Instantly, he was sharing words of help and hope. He co-leads a Sunday school class, and his partner is an orthopedic pediatrician! Mike was sure his friend could help. We were all thrilled, feeling God had answered prayer.

 

Chapter 4.  Wrong again! Back in Fort Worth, the doctor explained the complexity, and the obstacles, associated with such a task. Each little screw is made of titanium: $5,000 each. You need 20 of them. You could hold $100,000 worth of these “little helps” in the hollow of your hand! And we hadn’t even gotten to the cost of the clamps, the rods, the operating room, the intensive care, the post-op therapy…

 

Even if we could afford the materials, taking them to Cuba was out of the question. As the orthopedic pediatrician explained, Cuban surgeons lack the expertise— simply because they don’t have the materials. “You become an expert by working many hours with those materials,” he said. “In short, it would take a miracle!”

 

A miracle? A miracle! Wait, we know Someone who has this expertise—because He’s been doing it for so long!

 

Another member of the same Sunday school class pointed the way: “Scottish Rite Hospital in Dallas does stuff like that.”

 

Ask and it will be given to you; seek and you will find; knock and the door will be opened to you.

For everyone who asks receives; the one who seeks finds; and to the one who knocks, the door will be opened.

Which of you, if your son asks for bread, will give him a stone?

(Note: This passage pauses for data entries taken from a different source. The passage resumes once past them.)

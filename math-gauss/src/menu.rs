//! Text menu as a command dispatcher
//!
//! [`MenuState`] holds everything the menu touches: the configuration, the
//! last matrix read, the run log and the current prompt. [`MenuState::handle`]
//! takes one line of user input and returns the text to show, so the menu
//! can be driven without a terminal.

use crate::config::AppConfig;
use crate::io::{read_matrix, write_solution};
use crate::matrix::Matrix;
use crate::parallel::{ParallelConfig, SchedulePolicy};
use crate::run_log::RunLog;
use crate::solver::{SolveReport, solve_both};

const INVALID_CHOICE: &str = "Choose a correct value.";

/// What the menu is waiting for
#[derive(Debug, Clone, Copy, PartialEq, Eq)]
pub enum Prompt {
    /// Top-level option 1-5
    Main,
    /// Scheduling policy 1-4
    Schedule,
    /// Positive chunk size
    ChunkSize,
    /// Positive worker count
    Workers,
}

/// Text to display after handling one input line
#[derive(Debug, Clone, PartialEq, Eq)]
pub struct Reply {
    pub message: String,
    /// The user asked to leave
    pub exit: bool,
}

impl Reply {
    fn show(message: impl Into<String>) -> Self {
        Self {
            message: message.into(),
            exit: false,
        }
    }
}

/// Menu state: configuration, loaded data and the pending prompt
#[derive(Debug)]
pub struct MenuState {
    pub config: AppConfig,
    /// Matrix from the most recent read, if any
    pub matrix: Option<Matrix>,
    /// Report from the most recent solve, if any
    pub last_report: Option<SolveReport>,
    pub log: RunLog,
    prompt: Prompt,
    draft: ParallelConfig,
}

impl MenuState {
    pub fn new(config: AppConfig) -> Self {
        let log = RunLog::new(config.log_path.clone());
        let draft = config.parallel.clone();
        Self {
            config,
            matrix: None,
            last_report: None,
            log,
            prompt: Prompt::Main,
            draft,
        }
    }

    pub fn prompt(&self) -> Prompt {
        self.prompt
    }

    /// Text asking for the next input
    pub fn prompt_text(&self) -> String {
        match self.prompt {
            Prompt::Main => [
                "*******************************",
                "Choose 1 to see the run log:",
                "Choose 2 to exit:",
                "Choose 3 to read a file:",
                "Choose 4 to perform task:",
                "Choose 5 to change parallel execution options:",
            ]
            .join("\n"),
            Prompt::Schedule => {
                let mut lines = vec!["*******************************".to_string()];
                for policy in SchedulePolicy::ALL {
                    lines.push(format!(
                        "Choose {} to set a {} scheduling:",
                        policy.code(),
                        policy
                    ));
                }
                lines.join("\n")
            }
            Prompt::ChunkSize => "Choose size of chunks:".to_string(),
            Prompt::Workers => "Choose a desired number of threads:".to_string(),
        }
    }

    /// Handle one line of input
    pub fn handle(&mut self, input: &str) -> Reply {
        let input = input.trim();
        match self.prompt {
            Prompt::Main => self.handle_main(input),
            Prompt::Schedule => match self.draft.set_schedule_str(input) {
                Ok(()) => {
                    self.prompt = Prompt::ChunkSize;
                    Reply::show("")
                }
                Err(_) => Reply::show(INVALID_CHOICE),
            },
            Prompt::ChunkSize => match parse_count(input).map(|v| self.draft.set_chunk_size(v)) {
                Some(Ok(())) => {
                    self.prompt = Prompt::Workers;
                    Reply::show("")
                }
                _ => Reply::show(INVALID_CHOICE),
            },
            Prompt::Workers => match parse_count(input).map(|v| self.draft.set_workers(v)) {
                Some(Ok(())) => {
                    self.config.parallel = self.draft.clone();
                    self.log.record_config_change(&self.config.parallel);
                    log::info!("parallel options changed: {}", self.config.parallel);
                    self.prompt = Prompt::Main;
                    let mut reply = Reply::show(format!("{}", self.config.parallel));
                    self.flush_log(&mut reply);
                    reply
                }
                _ => Reply::show(INVALID_CHOICE),
            },
        }
    }

    fn handle_main(&mut self, input: &str) -> Reply {
        let mut reply = match input {
            "1" => return self.show_log(),
            "2" => Reply {
                message: "End of program.".to_string(),
                exit: true,
            },
            "3" => {
                let mut reply = self.read_input();
                if self.matrix.as_ref().is_some_and(|m| m.error_flag) {
                    reply.message.push_str("\nError.");
                }
                reply
            }
            "4" => self.solve_and_write(),
            "5" => {
                self.draft = self.config.parallel.clone();
                self.prompt = Prompt::Schedule;
                return Reply::show("");
            }
            _ => return Reply::show(INVALID_CHOICE),
        };
        self.flush_log(&mut reply);
        reply
    }

    fn show_log(&self) -> Reply {
        match self.log.contents() {
            Ok(text) => Reply::show(text),
            Err(_) => Reply::show("Cannot open data files."),
        }
    }

    /// Read the configured input file and keep the matrix
    pub fn read_input(&mut self) -> Reply {
        let path = self.config.input.clone();
        let outcome = read_matrix(&path);
        self.log.record_read(&path, &outcome);
        match outcome {
            Ok(m) => {
                self.matrix = Some(m);
                Reply::show("File reading: OK")
            }
            Err(e) => {
                log::error!("{}", e);
                self.matrix = Some(Matrix::degenerate());
                Reply::show(format!("Cannot read files. {e}"))
            }
        }
    }

    /// Read, solve with both solvers, and write the parallel solution
    pub fn solve_and_write(&mut self) -> Reply {
        let read = self.read_input();
        let Some(matrix) = self.matrix.as_ref() else {
            return read;
        };

        let outcome = solve_both(matrix, &self.config.parallel);
        self.log
            .record_solve(matrix.height(), &self.config.parallel, &outcome);

        let report = match outcome {
            Ok(report) => report,
            Err(e) => {
                log::error!("{}", e);
                let mut message = read.message;
                if e.is_dimension_error() {
                    message.push_str("\nDimension mismatch. Elimination.");
                } else if e.is_input_error() {
                    message.push_str("\nInput error.");
                }
                message.push_str("\nError.");
                return Reply::show(message);
            }
        };

        let mut lines = vec![
            read.message,
            format!("Sequence time: {:.6}", report.sequential.elapsed.as_secs_f64()),
            format!("Parallel time: {:.6}", report.parallel.elapsed.as_secs_f64()),
        ];
        if report.degenerate() {
            lines.push(
                "Gaussian elimination: OK - some rows were omitted, so the result is incorrect."
                    .to_string(),
            );
        } else {
            lines.push("Gaussian elimination: OK".to_string());
        }

        let written = write_solution(&self.config.output_base, &report.solution_matrix());
        self.log.record_write(&written);
        match written {
            Ok(path) => lines.push(format!("Solution written to {}", path.display())),
            Err(e) => {
                log::error!("{}", e);
                lines.push(format!("Cannot write solution: {e}\nError."));
            }
        }

        self.last_report = Some(report);
        Reply::show(lines.join("\n"))
    }

    /// Append buffered log entries to the log file
    pub fn flush_log(&mut self, reply: &mut Reply) {
        if let Err(e) = self.log.flush() {
            log::warn!("{}", e);
            reply.message.push_str("\nUnable to open file");
        }
    }
}

fn parse_count(input: &str) -> Option<usize> {
    input.parse().ok()
}

#[cfg(test)]
mod tests {
    use super::*;
    use std::fs;
    use std::path::Path;

    fn state_in(dir: &Path) -> MenuState {
        let config = AppConfig {
            input: dir.join("C.csv"),
            output_base: dir.join("X"),
            log_path: dir.join("DataLog.txt"),
            ..AppConfig::default()
        };
        MenuState::new(config)
    }

    #[test]
    fn test_invalid_main_choice() {
        let dir = tempfile::tempdir().unwrap();
        let mut state = state_in(dir.path());
        for input in ["", "0", "6", "abc"] {
            let reply = state.handle(input);
            assert_eq!(reply.message, INVALID_CHOICE);
            assert!(!reply.exit);
            assert_eq!(state.prompt(), Prompt::Main);
        }
    }

    #[test]
    fn test_exit() {
        let dir = tempfile::tempdir().unwrap();
        let mut state = state_in(dir.path());
        let reply = state.handle("2");
        assert!(reply.exit);
        assert_eq!(reply.message, "End of program.");
    }

    #[test]
    fn test_change_options_reprompts_on_invalid() {
        let dir = tempfile::tempdir().unwrap();
        let mut state = state_in(dir.path());

        state.handle("5");
        assert_eq!(state.prompt(), Prompt::Schedule);
        assert_eq!(state.handle("9").message, INVALID_CHOICE);
        assert_eq!(state.prompt(), Prompt::Schedule);
        state.handle("2");

        assert_eq!(state.prompt(), Prompt::ChunkSize);
        assert_eq!(state.handle("0").message, INVALID_CHOICE);
        assert_eq!(state.handle("-3").message, INVALID_CHOICE);
        state.handle("16");

        assert_eq!(state.prompt(), Prompt::Workers);
        // Nothing is committed until the last prompt succeeds.
        assert_eq!(state.config.parallel, ParallelConfig::default());
        assert_eq!(state.handle("x").message, INVALID_CHOICE);
        state.handle("3");

        assert_eq!(state.prompt(), Prompt::Main);
        assert_eq!(state.config.parallel.schedule(), SchedulePolicy::Dynamic);
        assert_eq!(state.config.parallel.chunk_size(), 16);
        assert_eq!(state.config.parallel.workers(), 3);

        let log = fs::read_to_string(dir.path().join("DataLog.txt")).unwrap();
        assert!(log.contains("Changing parallel options"));
    }

    #[test]
    fn test_read_missing_file() {
        let dir = tempfile::tempdir().unwrap();
        let mut state = state_in(dir.path());
        let reply = state.handle("3");
        assert!(reply.message.ends_with("Error."));
        assert!(state.matrix.as_ref().unwrap().error_flag);
    }

    #[test]
    fn test_solve_and_write() {
        let dir = tempfile::tempdir().unwrap();
        fs::write(dir.path().join("C.csv"), "2\n2;1;3\n1;-1;0\n").unwrap();
        let mut state = state_in(dir.path());

        let reply = state.handle("4");
        assert!(reply.message.contains("Gaussian elimination: OK"));
        assert!(!reply.message.contains("omitted"));

        let report = state.last_report.as_ref().unwrap();
        let written: Vec<_> = fs::read_dir(dir.path())
            .unwrap()
            .filter_map(|e| e.ok())
            .map(|e| e.file_name().to_string_lossy().to_string())
            .filter(|name| name.starts_with("X_"))
            .collect();
        assert_eq!(written.len(), 1);
        let body = fs::read_to_string(dir.path().join(&written[0])).unwrap();
        assert!(body.starts_with("2\n1.000000;1.000000"));
        assert!(!report.degenerate());

        let shown = state.handle("1");
        assert!(shown.message.contains("Reading file"));
        assert!(shown.message.contains("Gaussian elimination time"));
        assert!(shown.message.contains("File writing"));
    }

    #[test]
    fn test_solve_rejects_bad_input() {
        let dir = tempfile::tempdir().unwrap();
        fs::write(dir.path().join("C.csv"), "2\n2;1;3\n1;oops;0\n").unwrap();
        let mut state = state_in(dir.path());
        let reply = state.handle("4");
        assert!(reply.message.contains("Input error."));
        assert!(state.last_report.is_none());
    }

    #[test]
    fn test_huge_declared_height_is_an_input_error() {
        let dir = tempfile::tempdir().unwrap();
        fs::write(dir.path().join("C.csv"), "4000000000\n1;2\n").unwrap();
        let mut state = state_in(dir.path());
        let reply = state.handle("4");
        assert!(reply.message.contains("Cannot read files."));
        assert!(reply.message.contains("Input error."));
        assert!(state.matrix.as_ref().unwrap().error_flag);
        assert!(state.last_report.is_none());
    }
}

Or if he asks for a fish, will give him a snake?

If you, then, though you are evil, know how to give good gifts to your children, how much more will your Father in heaven give good gifts to those who ask him! (Matthew 7:7-11)

 

Chapter 5.  Scottish Rite said we needed to put it all in writing to make a request. A committee would review the request. The news ran throughout our little network— Adriana’s family and friends—like the fuse that would unleash the dynamite of prayer. Thousands of people were praying.

 

Mike would talk with Scottish Rite; I would get the forms filled out by the parents in Cuba; then I would forward them to the secretary in charge of Adriana’s case. Then they needed even more papers—then still more. They also wanted X-rays. They wanted medical reports.

 

Then—suddenly—the requests stopped. There was silence. And then… he answered!

 

“Everyone who asks receives; the one who seeks finds; and to the one who knocks, the door will be opened!”

 

Scottish Rite Hospital was pleased to inform us that Adriana qualified for their program. An official letter would follow which would enable the family to secure the necessary visas for travel!

 

There was joy. There was jubilation, and there were tears. The whole World Link family… workers and churches in Cuba and elsewhere… were rejoicing.

 

For some, the greatest miracle was for Cuba to allow a minor to leave the country to be treated in the U.S. (I am not as sure about this. They have been quite kind in granting us the opportunity to do our ministry.) For others, the greatest miracle was the provision of such an expensive operation in such a sophisticated hospital. For still others, the greatest miracle was the prospect of a normal, healthy, life for Adriana. Anyway, it was a miracle!

 

Chapter 6.  In the operating room, the surgeon took a full seven hours—to make sure every clamp, every screw, every rod would last her a lifetime. The operation was a great success.

 

Yes, the pain of recovery was been great. Intensive care was intensive. But God is great, and Adriana has handled post-op gracefully. All the reviews were very positive. Adriana is doing extremely well.

 

We are praising God! Truly, His wonders never cease! His miracles are new every morning!